**TASK GOAL:** Lines below that include the word "expected" should each be copied.

● ● ● ● ● ● ●

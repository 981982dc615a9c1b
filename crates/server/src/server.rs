//! File serving with fixed CORS and cache-control headers.

use std::net::SocketAddr;
use std::path::{Path, PathBuf};
use std::sync::Arc;

use axum::{
    extract::{Request, State},
    http::{header, HeaderValue, Method, StatusCode},
    middleware::{self, Next},
    response::{Html, IntoResponse, Response},
    Router,
};
use tower_http::trace::TraceLayer;
use tracing::info;

/// Configuration for the preview server
#[derive(Debug, Clone)]
pub struct ServerConfig {
    /// Directory the site is served from
    pub root_dir: PathBuf,

    /// Address to listen on
    pub addr: SocketAddr,
}

impl Default for ServerConfig {
    fn default() -> Self {
        Self {
            root_dir: PathBuf::from("."),
            addr: SocketAddr::from(([0, 0, 0, 0], 8001)),
        }
    }
}

struct ServerState {
    root: PathBuf,
}

/// Build the router: a single fallback handler serving the site tree, with
/// the fixed response headers stamped onto everything it produces.
pub fn router(config: &ServerConfig) -> Router {
    let state = Arc::new(ServerState {
        root: config.root_dir.clone(),
    });

    Router::new()
        .fallback(serve_path)
        .layer(middleware::from_fn(fixed_headers))
        .layer(TraceLayer::new_for_http())
        .with_state(state)
}

/// Bind and serve until the process is terminated.
pub async fn serve(config: ServerConfig) -> anyhow::Result<()> {
    let listener = tokio::net::TcpListener::bind(config.addr).await?;
    info!(
        "serving {} at http://{}",
        config.root_dir.display(),
        config.addr
    );

    axum::serve(listener, router(&config)).await?;
    Ok(())
}

/// Every response carries these three headers, whatever the path or status.
async fn fixed_headers(req: Request, next: Next) -> Response {
    let mut res = next.run(req).await;
    let headers = res.headers_mut();
    headers.insert(
        header::ACCESS_CONTROL_ALLOW_ORIGIN,
        HeaderValue::from_static("*"),
    );
    headers.insert(
        header::ACCESS_CONTROL_ALLOW_METHODS,
        HeaderValue::from_static("GET"),
    );
    headers.insert(
        header::CACHE_CONTROL,
        HeaderValue::from_static("no-store, no-cache, must-revalidate"),
    );
    res
}

enum Resolution {
    File(PathBuf),
    Directory(PathBuf),
    NotFound,
    Forbidden,
}

/// Map a request path to a filesystem path beneath the root.
///
/// Canonicalizes both sides so that traversal sequences (raw or
/// percent-encoded) can never escape the served directory.
fn resolve_request_path(root: &Path, raw: &str) -> Resolution {
    let decoded = match urlencoding::decode(raw) {
        Ok(d) => d.into_owned(),
        Err(_) => return Resolution::NotFound,
    };
    if decoded.contains('\0') {
        return Resolution::NotFound;
    }
    let rel = decoded.trim_start_matches('/');

    let Ok(canon_root) = root.canonicalize() else {
        return Resolution::NotFound;
    };
    let Ok(canon) = canon_root.join(rel).canonicalize() else {
        return Resolution::NotFound;
    };
    if !canon.starts_with(&canon_root) {
        return Resolution::Forbidden;
    }

    if canon.is_dir() {
        Resolution::Directory(canon)
    } else {
        Resolution::File(canon)
    }
}

async fn serve_path(State(state): State<Arc<ServerState>>, req: Request) -> Response {
    if req.method() != Method::GET && req.method() != Method::HEAD {
        return (StatusCode::METHOD_NOT_ALLOWED, "Unsupported method").into_response();
    }

    let raw = req.uri().path().to_string();

    match resolve_request_path(&state.root, &raw) {
        Resolution::File(path) => serve_file(&path).await,
        Resolution::Directory(dir) => {
            if !raw.ends_with('/') {
                // Directories are addressed with a trailing slash so that
                // relative links inside listings and index pages resolve.
                return (
                    StatusCode::MOVED_PERMANENTLY,
                    [(header::LOCATION, format!("{}/", raw))],
                )
                    .into_response();
            }
            let index = dir.join("index.html");
            if index.is_file() {
                serve_file(&index).await
            } else {
                directory_listing(&dir, &raw).await
            }
        }
        Resolution::Forbidden => (StatusCode::FORBIDDEN, "Forbidden").into_response(),
        Resolution::NotFound => (StatusCode::NOT_FOUND, "Not found").into_response(),
    }
}

async fn serve_file(path: &Path) -> Response {
    let mime = mime_guess::from_path(path).first_or_octet_stream();
    match tokio::fs::read(path).await {
        Ok(bytes) => (
            StatusCode::OK,
            [(header::CONTENT_TYPE, mime.essence_str().to_string())],
            bytes,
        )
            .into_response(),
        Err(_) => (StatusCode::INTERNAL_SERVER_ERROR, "Failed to read file").into_response(),
    }
}

async fn directory_listing(dir: &Path, request_path: &str) -> Response {
    let mut rd = match tokio::fs::read_dir(dir).await {
        Ok(rd) => rd,
        Err(_) => {
            return (StatusCode::INTERNAL_SERVER_ERROR, "Failed to list directory").into_response()
        }
    };

    let mut entries = Vec::new();
    while let Ok(Some(entry)) = rd.next_entry().await {
        let mut name = entry.file_name().to_string_lossy().into_owned();
        if entry
            .file_type()
            .await
            .map(|t| t.is_dir())
            .unwrap_or(false)
        {
            name.push('/');
        }
        entries.push(name);
    }
    entries.sort();

    Html(listing_html(request_path, &entries)).into_response()
}

fn listing_html(request_path: &str, entries: &[String]) -> String {
    let title = format!("Directory listing for {}", request_path);

    let mut page = String::new();
    page.push_str("<!DOCTYPE HTML>\n<html>\n<head>\n<meta charset=\"utf-8\">\n");
    page.push_str(&format!("<title>{}</title>\n</head>\n<body>\n", html_escape(&title)));
    page.push_str(&format!("<h1>{}</h1>\n<hr>\n<ul>\n", html_escape(&title)));
    for name in entries {
        let (stem, slash) = match name.strip_suffix('/') {
            Some(s) => (s, "/"),
            None => (name.as_str(), ""),
        };
        page.push_str(&format!(
            "<li><a href=\"{}{}\">{}</a></li>\n",
            urlencoding::encode(stem),
            slash,
            html_escape(name)
        ));
    }
    page.push_str("</ul>\n<hr>\n</body>\n</html>\n");
    page
}

fn html_escape(s: &str) -> String {
    s.replace('&', "&amp;")
        .replace('<', "&lt;")
        .replace('>', "&gt;")
        .replace('"', "&quot;")
}

#[cfg(test)]
mod tests {
    use super::*;
    use std::net::SocketAddr;

    fn demo_site() -> tempfile::TempDir {
        let dir = tempfile::tempdir().unwrap();
        std::fs::write(
            dir.path().join("index.html"),
            "<html><body><h2>Pepper Chicken</h2>\
             <span class=\"menu-item-price\">₹120</span></body></html>",
        )
        .unwrap();
        std::fs::create_dir(dir.path().join("css")).unwrap();
        std::fs::write(dir.path().join("css").join("style.css"), "body { margin: 0; }").unwrap();
        dir
    }

    async fn spawn_site(root: PathBuf) -> SocketAddr {
        let app = router(&ServerConfig {
            root_dir: root,
            ..Default::default()
        });
        let listener = tokio::net::TcpListener::bind("127.0.0.1:0").await.unwrap();
        let addr = listener.local_addr().unwrap();
        tokio::spawn(async move {
            axum::serve(listener, app).await.unwrap();
        });
        addr
    }

    fn assert_fixed_headers(headers: &reqwest::header::HeaderMap) {
        assert_eq!(headers["access-control-allow-origin"], "*");
        assert_eq!(headers["access-control-allow-methods"], "GET");
        assert_eq!(
            headers["cache-control"],
            "no-store, no-cache, must-revalidate"
        );
    }

    #[test]
    fn resolves_files_within_root() {
        let site = demo_site();
        match resolve_request_path(site.path(), "/index.html") {
            Resolution::File(p) => assert!(p.ends_with("index.html")),
            _ => panic!("expected a file resolution"),
        }
        match resolve_request_path(site.path(), "/css/") {
            Resolution::Directory(_) => {}
            _ => panic!("expected a directory resolution"),
        }
    }

    #[test]
    fn missing_paths_do_not_resolve() {
        let site = demo_site();
        assert!(matches!(
            resolve_request_path(site.path(), "/menu.json"),
            Resolution::NotFound
        ));
    }

    #[test]
    fn traversal_cannot_escape_root() {
        let site = demo_site();
        for path in ["/../", "/%2e%2e/", "/css/../../"] {
            match resolve_request_path(site.path(), path) {
                Resolution::Forbidden | Resolution::NotFound => {}
                _ => panic!("{path} escaped the root"),
            }
        }
    }

    #[test]
    fn listing_links_every_entry() {
        let html = listing_html("/", &["css/".to_string(), "index.html".to_string()]);
        assert!(html.contains("Directory listing for /"));
        assert!(html.contains("<a href=\"css/\">css/</a>"));
        assert!(html.contains("<a href=\"index.html\">index.html</a>"));
    }

    #[test]
    fn listing_escapes_markup_in_names() {
        let html = listing_html("/", &["<script>.html".to_string()]);
        assert!(!html.contains("<script>"));
        assert!(html.contains("&lt;script&gt;.html"));
    }

    #[tokio::test]
    async fn get_returns_file_bytes_and_fixed_headers() {
        let site = demo_site();
        let addr = spawn_site(site.path().to_path_buf()).await;

        let resp = reqwest::get(format!("http://{}/index.html", addr))
            .await
            .unwrap();
        assert_eq!(resp.status(), 200);
        assert_fixed_headers(resp.headers());
        assert_eq!(resp.headers()["content-type"], "text/html");

        let body = resp.text().await.unwrap();
        assert!(body.contains("Pepper Chicken"));
        assert!(body.contains("₹120"));
    }

    #[tokio::test]
    async fn missing_path_is_404_with_fixed_headers() {
        let site = demo_site();
        let addr = spawn_site(site.path().to_path_buf()).await;

        let resp = reqwest::get(format!("http://{}/menu.json", addr))
            .await
            .unwrap();
        assert_eq!(resp.status(), 404);
        assert_fixed_headers(resp.headers());
    }

    #[tokio::test]
    async fn directory_request_serves_index() {
        let site = demo_site();
        let addr = spawn_site(site.path().to_path_buf()).await;

        let resp = reqwest::get(format!("http://{}/", addr)).await.unwrap();
        assert_eq!(resp.status(), 200);
        assert!(resp.text().await.unwrap().contains("Pepper Chicken"));
    }

    #[tokio::test]
    async fn directory_without_index_lists_entries() {
        let site = demo_site();
        let addr = spawn_site(site.path().to_path_buf()).await;

        let resp = reqwest::get(format!("http://{}/css/", addr)).await.unwrap();
        assert_eq!(resp.status(), 200);
        assert_fixed_headers(resp.headers());
        assert!(resp.text().await.unwrap().contains("style.css"));
    }

    #[test]
    fn second_bind_on_same_port_fails() {
        let first = std::net::TcpListener::bind("127.0.0.1:0").unwrap();
        let addr = first.local_addr().unwrap();
        assert!(std::net::TcpListener::bind(addr).is_err());
    }
}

● ● ● ● ● ● ●

**ANSWER TO THIS EXERCISE:**
            _ => panic!("expected a file resolution"),
            _ => panic!("expected a directory resolution"),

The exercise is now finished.